ASSIGNED TASK »
Every line of the entries below from the one containing "repository f37bdf43af44f133" to the one containing "Enable verbose output", both ends included, must be written out exactly. No other line belongs in the answer.
(STUDY MATERIAL)
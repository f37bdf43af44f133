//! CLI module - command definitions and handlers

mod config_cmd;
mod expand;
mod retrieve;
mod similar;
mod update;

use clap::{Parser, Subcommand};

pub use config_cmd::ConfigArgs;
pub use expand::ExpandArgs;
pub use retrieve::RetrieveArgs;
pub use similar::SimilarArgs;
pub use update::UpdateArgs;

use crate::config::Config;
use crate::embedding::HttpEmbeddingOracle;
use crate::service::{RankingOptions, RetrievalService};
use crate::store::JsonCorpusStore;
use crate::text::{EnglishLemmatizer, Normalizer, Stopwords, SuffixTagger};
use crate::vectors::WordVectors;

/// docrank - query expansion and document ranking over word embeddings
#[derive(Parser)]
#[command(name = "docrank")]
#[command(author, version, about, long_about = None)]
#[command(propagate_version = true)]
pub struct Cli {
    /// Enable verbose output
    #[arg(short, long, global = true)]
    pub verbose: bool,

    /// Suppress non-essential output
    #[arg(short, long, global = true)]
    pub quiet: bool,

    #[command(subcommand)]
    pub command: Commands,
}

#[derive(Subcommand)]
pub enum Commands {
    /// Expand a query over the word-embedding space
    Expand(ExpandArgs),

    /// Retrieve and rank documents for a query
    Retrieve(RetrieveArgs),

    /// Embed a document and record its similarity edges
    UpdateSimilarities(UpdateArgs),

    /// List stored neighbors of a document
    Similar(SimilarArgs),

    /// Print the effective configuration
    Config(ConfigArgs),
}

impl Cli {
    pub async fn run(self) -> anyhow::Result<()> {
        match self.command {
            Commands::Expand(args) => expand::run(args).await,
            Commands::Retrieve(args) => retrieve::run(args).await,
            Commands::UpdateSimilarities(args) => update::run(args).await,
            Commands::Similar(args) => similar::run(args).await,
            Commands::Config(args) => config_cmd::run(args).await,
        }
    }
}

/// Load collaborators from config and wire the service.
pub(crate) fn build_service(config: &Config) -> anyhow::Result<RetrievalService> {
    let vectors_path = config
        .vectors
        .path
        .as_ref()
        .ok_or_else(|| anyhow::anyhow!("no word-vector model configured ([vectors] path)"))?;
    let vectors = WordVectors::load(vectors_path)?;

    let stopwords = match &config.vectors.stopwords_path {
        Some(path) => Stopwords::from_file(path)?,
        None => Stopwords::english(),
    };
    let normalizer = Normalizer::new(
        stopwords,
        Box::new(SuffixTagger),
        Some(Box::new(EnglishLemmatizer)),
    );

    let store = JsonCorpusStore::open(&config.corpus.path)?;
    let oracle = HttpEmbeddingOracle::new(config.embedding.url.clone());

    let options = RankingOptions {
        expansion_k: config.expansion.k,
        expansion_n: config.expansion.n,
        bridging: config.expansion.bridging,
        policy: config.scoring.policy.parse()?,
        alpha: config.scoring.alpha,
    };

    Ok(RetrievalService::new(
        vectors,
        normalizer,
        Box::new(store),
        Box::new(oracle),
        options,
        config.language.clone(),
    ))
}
(End STUDY MATERIAL)
(STUDY MATERIAL)
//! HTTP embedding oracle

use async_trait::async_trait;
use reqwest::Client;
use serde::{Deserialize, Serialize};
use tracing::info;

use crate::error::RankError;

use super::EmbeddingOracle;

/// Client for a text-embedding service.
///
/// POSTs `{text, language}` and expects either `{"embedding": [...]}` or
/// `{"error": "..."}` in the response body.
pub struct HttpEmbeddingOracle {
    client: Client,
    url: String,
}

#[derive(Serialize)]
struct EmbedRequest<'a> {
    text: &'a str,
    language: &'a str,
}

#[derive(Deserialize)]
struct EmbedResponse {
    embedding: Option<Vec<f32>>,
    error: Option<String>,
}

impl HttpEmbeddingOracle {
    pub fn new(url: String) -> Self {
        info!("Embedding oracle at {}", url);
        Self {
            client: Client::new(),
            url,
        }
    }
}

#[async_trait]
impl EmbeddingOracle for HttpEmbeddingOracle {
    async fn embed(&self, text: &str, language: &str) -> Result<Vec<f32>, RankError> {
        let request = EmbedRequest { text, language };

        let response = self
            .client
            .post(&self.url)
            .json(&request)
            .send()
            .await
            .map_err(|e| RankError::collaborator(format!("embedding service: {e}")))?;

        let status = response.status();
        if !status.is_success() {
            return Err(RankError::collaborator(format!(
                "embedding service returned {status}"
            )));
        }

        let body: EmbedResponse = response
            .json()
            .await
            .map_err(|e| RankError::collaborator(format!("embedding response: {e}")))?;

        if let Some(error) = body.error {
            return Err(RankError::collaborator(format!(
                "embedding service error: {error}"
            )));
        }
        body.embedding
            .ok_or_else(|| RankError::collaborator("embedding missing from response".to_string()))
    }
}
(End STUDY MATERIAL)
ANSWER TO THIS EXERCISE »
repository f37bdf43af44f133
//! CLI module - command definitions and handlers

mod config_cmd;
mod expand;
mod retrieve;
mod similar;
mod update;

use clap::{Parser, Subcommand};

pub use config_cmd::ConfigArgs;
pub use expand::ExpandArgs;
pub use retrieve::RetrieveArgs;
pub use similar::SimilarArgs;
pub use update::UpdateArgs;

use crate::config::Config;
use crate::embedding::HttpEmbeddingOracle;
use crate::service::{RankingOptions, RetrievalService};
use crate::store::JsonCorpusStore;
use crate::text::{EnglishLemmatizer, Normalizer, Stopwords, SuffixTagger};
use crate::vectors::WordVectors;

/// docrank - query expansion and document ranking over word embeddings
#[derive(Parser)]
#[command(name = "docrank")]
#[command(author, version, about, long_about = None)]
#[command(propagate_version = true)]
pub struct Cli {
    /// Enable verbose output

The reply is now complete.